1) mom came over my house before I went there for the first time and asked if I was going to blow her up and why don't I love my children enough to stay alive for them.

2) came home married and mom asked if I was pregnant and when I said no she said THANK GOD now you can get move on.

3) I cut all ties with my family for a few months

4) Apparently not seeing your grandkids for a few months isn't all it's cracked up to be so my mother came by after a LONG separation and gave me a miniature elephant statue and apologized that she doesn't know which way "those people" face it. :wacko::wacko::wacko: I gently reminded her that he's Egyptian and they don't do the whole elephant thing and she laughed and we got along again.
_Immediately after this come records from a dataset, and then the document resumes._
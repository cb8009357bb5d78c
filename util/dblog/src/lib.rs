// SPDX-License-Identifier: Apache-2.0
// Copyright 2025 KylinSoft Co., Ltd. <https://www.kylinos.cn/>
// See LICENSES for license details.

//! Colored stdout logger for x-dbcore processes.
//!
//! Every process sets this up once at startup. Nothing in a signal-handler
//! path may log; the latch and wakeup-transport code honors that.

use core::fmt;

use log::{Level, LevelFilter, Log, Metadata, Record};
pub use log::{debug, error, info, trace, warn};

mod tests;

macro_rules! color_fmt {
    ($color_code:expr, $($arg:tt)*) => {
        format_args!("\u{1B}[{}m{}\u{1B}[m", $color_code as u8, format_args!($($arg)*))
    };
}

#[repr(u8)]
#[allow(dead_code)]
enum AnsiColor {
    Red = 31,
    Green = 32,
    Yellow = 33,
    Cyan = 36,
    White = 37,
    BrightBlack = 90,
}

struct ProcessLogger;

impl Log for ProcessLogger {
    #[inline]
    fn enabled(&self, _metadata: &Metadata) -> bool {
        true
    }

    fn log(&self, record: &Record) {
        if !self.enabled(record.metadata()) {
            return;
        }

        let level = record.level();
        let line = record.line().unwrap_or(0);
        let path = record.target();
        let color = match level {
            Level::Error => AnsiColor::Red,
            Level::Warn => AnsiColor::Yellow,
            Level::Info => AnsiColor::Green,
            Level::Debug => AnsiColor::Cyan,
            Level::Trace => AnsiColor::BrightBlack,
        };

        print_fmt(color_fmt!(
            AnsiColor::White,
            "[{time} {pid} {path}:{line}] {args}\n",
            time = chrono::Local::now().format("%Y-%m-%d %H:%M:%S%.6f"),
            pid = std::process::id(),
            path = path,
            line = line,
            args = color_fmt!(color, "{}", record.args()),
        ));
    }

    fn flush(&self) {}
}

fn print_fmt(args: fmt::Arguments) {
    use std::io::Write;
    let _ = std::io::stdout().write_fmt(args);
}

static LOGGER: ProcessLogger = ProcessLogger;

/// Installs the process logger with the given maximum level.
///
/// Safe to call more than once; later calls only adjust the level.
pub fn init(max_level: LevelFilter) {
    let _ = log::set_logger(&LOGGER);
    log::set_max_level(max_level);
}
5) few more months went by and a week before I was to go again I told my parents and my mom apparently fainted and my father said, "I thought you were over him???!!!"

6) came back after that and caught pneumonia and had to suck up my pride and ask my mother to bring me medicine since I had a 104 fever and could barely move. She came in the house with scrubs, a mask and surgical gloves on (she's an RN and my dad's a doctor), dropped off the meds and asked if I had a will written up. :wacko::wacko:

After all that..........................my mother went into therapy, started reading books about Pakistan and kept calling me every time something happened in Afghanistan. I gently reminded her that he lives in Egypt and she laughed and things were better.

Now.............my father has donated half his winter wardrobe which now sits in my husband's half of the closet and in his bureau, my mom has offered to teach him how to drive :blink::blink::blink: and to take him to lunch while I'm at work.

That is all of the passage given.